(Collected data entries)
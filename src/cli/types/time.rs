//! Time-related types for fantasy basketball seasons and scoring periods.

use crate::error::{HoopsError, Result};
use serde::{Deserialize, Serialize};
use std::fmt;
use std::str::FromStr;

/// Type-safe wrapper for Season years
#[derive(Debug, Clone, Copy, PartialEq, Eq, Hash, PartialOrd, Ord, Serialize, Deserialize)]
pub struct Season(pub u16);

impl Season {
    pub fn new(year: u16) -> Self {
        Self(year)
    }

    pub fn as_u16(&self) -> u16 {
        self.0
    }
}

impl Default for Season {
    fn default() -> Self {
        Self(2024)
    }
}

impl fmt::Display for Season {
    fn fmt(&self, f: &mut fmt::Formatter<'_>) -> fmt::Result {
        write!(f, "{}", self.0)
    }
}

impl FromStr for Season {
    type Err = HoopsError;

    fn from_str(s: &str) -> Result<Self> {
        Ok(Self(s.parse()?))
    }
}

/// Type-safe wrapper for Week numbers
#[derive(Debug, Clone, Copy, PartialEq, Eq, Hash, PartialOrd, Ord, Serialize, Deserialize)]
pub struct Week(pub u16);

impl Week {
    pub fn new(week: u16) -> Self {
        Self(week)
    }

    pub fn as_u16(&self) -> u16 {
        self.0
    }
}

impl Default for Week {
    fn default() -> Self {
        Self(1)
    }
}

impl fmt::Display for Week {
    fn fmt(&self, f: &mut fmt::Formatter<'_>) -> fmt::Result {
        write!(f, "{}", self.0)
    }
}

impl FromStr for Week {
    type Err = HoopsError;

    fn from_str(s: &str) -> Result<Self> {
        Ok(Self(s.trim().parse()?))
    }
}

/// Scoring period a roster or stat line covers.
///
/// Yahoo reports coverage as `coverage_type` plus a `week`, `date` or `season` value.
#[derive(Debug, Clone, PartialEq, Eq, Hash, PartialOrd, Ord, Serialize, Deserialize)]
#[serde(tag = "coverage", content = "value", rename_all = "lowercase")]
pub enum Period {
    Week(Week),
    /// ISO date (`YYYY-MM-DD`), used for daily rosters.
    Date(String),
    Season(Season),
}

impl Period {
    /// Fragment used inside store keys; zero-padded so keys sort chronologically.
    pub fn key_fragment(&self) -> String {
        match self {
            Period::Week(w) => format!("w{:03}", w.as_u16()),
            Period::Date(d) => format!("d{}", d),
            Period::Season(s) => format!("s{}", s),
        }
    }
}

impl fmt::Display for Period {
    fn fmt(&self, f: &mut fmt::Formatter<'_>) -> fmt::Result {
        match self {
            Period::Week(w) => write!(f, "week {}", w),
            Period::Date(d) => write!(f, "date {}", d),
            Period::Season(s) => write!(f, "season {}", s),
        }
    }
}

impl From<Week> for Period {
    fn from(week: Week) -> Self {
        Period::Week(week)
    }
}
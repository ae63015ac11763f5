//! File system cache locations and helpers.
//!
//! League settings are cached as JSON and the entity store can be persisted
//! as a SQLite file, both under `<cache_dir>/fantasy-hoops/`.

use std::{
    fs,
    io::{Read, Write},
    path::{Path, PathBuf},
};

use crate::LeagueKey;

/// Base directory: `<cache_dir>/fantasy-hoops`, falling back to `~/.cache`.
pub fn cache_base_dir() -> PathBuf {
    let base = dirs::cache_dir().unwrap_or_else(|| {
        let mut home = dirs::home_dir().unwrap_or_else(|| PathBuf::from("."));
        home.push(".cache");
        home
    });
    base.join("fantasy-hoops")
}

/// Path: `<cache_dir>/fantasy-hoops/league-settings_{league_key}.json`
pub fn league_settings_path(league_key: &LeagueKey) -> PathBuf {
    cache_base_dir().join(format!("league-settings_{}.json", league_key))
}

/// Path: `<cache_dir>/fantasy-hoops/{league_key}.db`
pub fn entity_db_path(league_key: &LeagueKey) -> PathBuf {
    cache_base_dir().join(format!("{}.db", league_key))
}

/// Try to read a file into a String
pub fn try_read_to_string(path: &Path) -> Option<String> {
    let mut f = fs::File::open(path).ok()?;
    let mut s = String::new();

    f.read_to_string(&mut s).ok()?;

    Some(s)
}

/// Write a string to file
pub fn write_string(path: &Path, contents: &str) -> std::io::Result<()> {
    if let Some(parent) = path.parent() {
        fs::create_dir_all(parent)?;
    }

    let mut f = fs::File::create(path)?;
    f.write_all(contents.as_bytes())
}
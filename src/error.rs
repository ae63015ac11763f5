//! Error types for the fantasy basketball extraction pipeline

use thiserror::Error;


pub type Result<T> = std::result::Result<T, HoopsError>;

#[derive(Error, Debug)]
pub enum HoopsError {
    #[error("HTTP request failed: {0}")]
    Http(#[from] reqwest::Error),

    #[error("JSON parsing failed: {0}")]
    Json(#[from] serde_json::Error),

    #[error("IO error: {0}")]
    Io(#[from] std::io::Error),

    #[error("Invalid header value: {0}")]
    InvalidHeader(#[from] reqwest::header::InvalidHeaderValue),

    #[error("Database error: {0}")]
    Database(#[from] rusqlite::Error),

    #[error("Failed to parse numeric id: {0}")]
    InvalidId(#[from] std::num::ParseIntError),

    #[error("Session authorization expired and could not be renewed")]
    AuthExpired,

    #[error("Transient failure fetching {resource} after {attempts} attempts (last status: {last_status:?})")]
    TransientFetchFailure {
        resource: String,
        attempts: u32,
        last_status: Option<u16>,
    },

    #[error("Invalid request for {resource} ({status}): {message}")]
    InvalidRequest {
        resource: String,
        status: u16,
        message: String,
    },

    #[error("Incomplete pagination of {resource}: expected {expected} items, received {received}")]
    IncompletePagination {
        resource: String,
        expected: usize,
        received: usize,
    },

    #[error("{kind} not found: {key}")]
    NotFound { kind: String, key: String },

    #[error("Dangling reference from {from} to missing {missing}")]
    DanglingReference { from: String, missing: String },

    #[error("League ID not provided and {env_var} environment variable not set")]
    MissingLeagueId { env_var: String },

    #[error("Game ID not provided and {env_var} environment variable not set")]
    MissingGameId { env_var: String },

    #[error("Missing credentials: {env_var} environment variable not set")]
    MissingCredentials { env_var: String },

    #[error("Malformed key: {key}")]
    InvalidKey { key: String },

    #[error("Unsupported scoring type: {scoring_type} (only head-to-head leagues are supported)")]
    UnsupportedScoring { scoring_type: String },

    #[error("Malformed league settings: {reason}")]
    MalformedSettings { reason: String },

    #[error("Cache error: {message}")]
    Cache { message: String },
}

impl HoopsError {
    /// Whether this error ends the whole extraction run rather than one resource.
    pub fn is_fatal_for_run(&self) -> bool {
        matches!(self, HoopsError::AuthExpired)
    }
}
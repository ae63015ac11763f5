//! Yahoo Fantasy Basketball extraction library
//!
//! Pulls a head-to-head league's teams, rosters, weekly stats and matchups from
//! the Yahoo Fantasy Sports v2 API, normalizes the heterogeneous payloads into
//! flat entities, and stores them in a keyed SQLite entity store for reporting.
//!
//! ## Pipeline
//!
//! - **Endpoint Client** ([`yahoo::endpoints`]): one request per resource through
//!   an injected session, with retries for rate limits and server errors
//! - **Pagination Engine** ([`yahoo::paginate`]): offset cursors over collections,
//!   checked against the reported total
//! - **Response Normalizer** ([`yahoo::normalize`]): shape-independent entities
//!   plus per-record diagnostics
//! - **Entity Store** ([`storage`]): idempotent upserts and reference-checked views
//!
//! ## Quick Start
//!
//! ```rust,no_run
//! use fantasy_hoops::{
//!     commands::extract::{weeks_to_extract, Extractor},
//!     core::OAuthSession,
//!     yahoo::{settings::fetch_league_settings, EndpointClient},
//!     EntityStore, GameId, LeagueContext, LeagueId, Season,
//! };
//!
//! # async fn example() -> fantasy_hoops::Result<()> {
//! let ctx = LeagueContext::new(GameId::new(428), "nba", Season::new(2023), LeagueId::new(107914));
//! let mut client = EndpointClient::new(OAuthSession::from_env()?);
//! let settings = fetch_league_settings(&mut client, &ctx).await?;
//! let weeks = weeks_to_extract(&settings);
//!
//! let mut extractor = Extractor::new(client, EntityStore::new_in_memory()?, ctx, settings);
//! let manifest = extractor.run(&weeks).await?;
//! println!("complete: {}", manifest.complete);
//! # Ok(())
//! # }
//! ```
//!
//! ## Environment Configuration
//!
//! ```bash
//! export YAHOO_ACCESS_TOKEN=...
//! export YAHOO_LEAGUE_ID=107914
//! export YAHOO_GAME_ID=428
//! ```

pub mod cli;
pub mod commands;
pub mod core;
pub mod error;
pub mod logging;
pub mod storage;
pub mod yahoo;

#[cfg(test)]
pub(crate) mod testing;

// Re-export commonly used types
pub use cli::types::{
    GameId, LeagueContext, LeagueId, LeagueKey, Period, PlayerKey, Position, Season, StatId,
    TeamKey, Week,
};
pub use error::{HoopsError, Result};
pub use storage::EntityStore;
pub use yahoo::types::{Entity, EntityKind, LeagueSettings};

pub const LEAGUE_ID_ENV_VAR: &str = "YAHOO_LEAGUE_ID";
pub const GAME_ID_ENV_VAR: &str = "YAHOO_GAME_ID";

● PROBLEM TO WORK ON
Take the lines from the start of the records through the line holding "for Season years", both included, and please print them exactly, with nothing else.

● TASK RESPONSE
filename src/cli/types/time.rs
//! Time-related types for fantasy basketball seasons and scoring periods.

use crate::error::{HoopsError, Result};
use serde::{Deserialize, Serialize};
use std::fmt;
use std::str::FromStr;

/// Type-safe wrapper for Season years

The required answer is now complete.